* _Task goal_: Report each line of the entries below that has the word "template" in it.

* _Dataset_:

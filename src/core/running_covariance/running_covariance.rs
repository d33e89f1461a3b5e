use crate::core::error::ReducerError;
use crate::core::layout::{EventNdims, LeafLayout};
use crate::core::running_covariance::chunk::ChunkMoments;
use ndarray::{Array3, ArrayD, ArrayView2};
use serde::{Deserialize, Serialize};

/// Which second moment a running accumulator tracks.
#[derive(Debug, Clone, Copy, PartialEq, Eq, Serialize, Deserialize)]
pub enum Moment {
    /// Full outer product over the event dimensions.
    Covariance,
    /// Elementwise squares only; no cross terms.
    Variance,
}

impl Moment {
    /// Per-batch product of two `(batch, event)` blocks: an outer product
    /// over the event axis for covariance, an elementwise product for
    /// variance.
    fn cross(self, a: ArrayView2<'_, f64>, b: ArrayView2<'_, f64>) -> ArrayD<f64> {
        match self {
            Moment::Covariance => {
                let (batch, event) = a.dim();
                Array3::from_shape_fn((batch, event, event), |(i, j, k)| a[[i, j]] * b[[i, k]])
                    .into_dyn()
            }
            Moment::Variance => (&a * &b).into_dyn(),
        }
    }
}

/// Streaming mean and sum of squared deviations for one leaf.
///
/// Uses Welford's update for single observations and the Chan–Golub–LeVeque
/// combination for chunks, so the result does not depend on how the samples
/// were split into calls. Values are never mutated in place: every update
/// returns a new accumulator and leaves `self` untouched.
///
/// Shapes are fixed by the [`LeafLayout`] at construction:
/// - `mean`: `batch_shape + event_shape`
/// - `sum_sq_dev`: `batch_shape + event_shape + event_shape` for
///   [`Moment::Covariance`], `batch_shape + event_shape` for
///   [`Moment::Variance`].
#[derive(Debug, Clone, PartialEq, Serialize, Deserialize)]
pub struct RunningCovariance {
    layout: LeafLayout,
    moment: Moment,
    num_samples: f64,
    mean: ArrayD<f64>,
    sum_sq_dev: ArrayD<f64>,
}

impl RunningCovariance {
    pub fn from_layout(layout: LeafLayout, moment: Moment) -> Self {
        let sum_sq_dev_shape = match moment {
            Moment::Covariance => layout.covariance_shape(),
            Moment::Variance => layout.shape(),
        };
        Self {
            mean: ArrayD::zeros(layout.shape()),
            sum_sq_dev: ArrayD::zeros(sum_sq_dev_shape),
            num_samples: 0.0,
            layout,
            moment,
        }
    }

    pub fn from_shape(
        shape: &[usize],
        event_ndims: EventNdims,
        moment: Moment,
    ) -> Result<Self, ReducerError> {
        Ok(Self::from_layout(LeafLayout::partition(shape, event_ndims)?, moment))
    }

    pub fn layout(&self) -> &LeafLayout {
        &self.layout
    }

    pub fn moment(&self) -> Moment {
        self.moment
    }

    pub fn num_samples(&self) -> f64 {
        self.num_samples
    }

    pub fn mean(&self) -> &ArrayD<f64> {
        &self.mean
    }

    pub fn sum_sq_dev(&self) -> &ArrayD<f64> {
        &self.sum_sq_dev
    }

    /// Absorbs one observation shaped like the template.
    pub fn update(&self, observation: &ArrayD<f64>) -> Result<Self, ReducerError> {
        self.layout.check_observation(observation.shape())?;
        let flat = (self.layout.batch_size(), self.layout.event_size());
        let x = observation.to_shape(flat)?;
        let mean = self.mean.to_shape(flat)?;

        let num_samples = self.num_samples + 1.0;
        let delta = &x - &mean;
        let new_mean = &mean + &(&delta / num_samples);
        let delta_post = &x - &new_mean;
        let increment = self
            .moment
            .cross(delta.view(), delta_post.view())
            .into_shape_with_order(self.sum_sq_dev.raw_dim())?;

        Ok(Self {
            layout: self.layout.clone(),
            moment: self.moment,
            num_samples,
            mean: new_mean.into_shape_with_order(self.mean.raw_dim())?,
            sum_sq_dev: &self.sum_sq_dev + &increment,
        })
    }

    /// Absorbs a chunk of observations stacked along `axis`.
    ///
    /// The chunk shape is the template shape with one extra dimension
    /// inserted at `axis`, and `axis` may not exceed the batch rank. An empty
    /// chunk returns an unchanged copy.
    pub fn update_chunk(&self, chunk: &ArrayD<f64>, axis: usize) -> Result<Self, ReducerError> {
        let (order, len) = self.layout.chunk_order(chunk.shape(), axis)?;
        let block = chunk.view().permuted_axes(order);
        let block = block.to_shape((self.layout.batch_size(), len, self.layout.event_size()))?;

        match ChunkMoments::from_chunk(block.view(), self.moment) {
            Some(moments) => self.combine(moments),
            None => Ok(self.clone()),
        }
    }

    fn combine(&self, chunk: ChunkMoments) -> Result<Self, ReducerError> {
        let flat = (self.layout.batch_size(), self.layout.event_size());
        let mean = self.mean.to_shape(flat)?;

        let num_samples = self.num_samples + chunk.num_samples;
        let delta = &chunk.mean - &mean;
        let new_mean = &mean + &(&delta * chunk.num_samples / num_samples);
        let correction = self.moment.cross(delta.view(), delta.view())
            * (self.num_samples * chunk.num_samples / num_samples);

        let chunk_sum_sq_dev = chunk
            .sum_sq_dev
            .into_shape_with_order(self.sum_sq_dev.raw_dim())?;
        let correction = correction.into_shape_with_order(self.sum_sq_dev.raw_dim())?;

        Ok(Self {
            layout: self.layout.clone(),
            moment: self.moment,
            num_samples,
            mean: new_mean.into_shape_with_order(self.mean.raw_dim())?,
            sum_sq_dev: &(&self.sum_sq_dev + &chunk_sum_sq_dev) + &correction,
        })
    }

    /// `sum_sq_dev / (num_samples - ddof)`.
    ///
    /// With `num_samples <= ddof` the division follows IEEE semantics, so the
    /// result holds infinities or NaNs rather than failing.
    pub fn finalize(&self, ddof: usize) -> ArrayD<f64> {
        &self.sum_sq_dev / (self.num_samples - ddof as f64)
    }
}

* _Solution to this exercise_:
    /// Absorbs one observation shaped like the template.
    /// The chunk shape is the template shape with one extra dimension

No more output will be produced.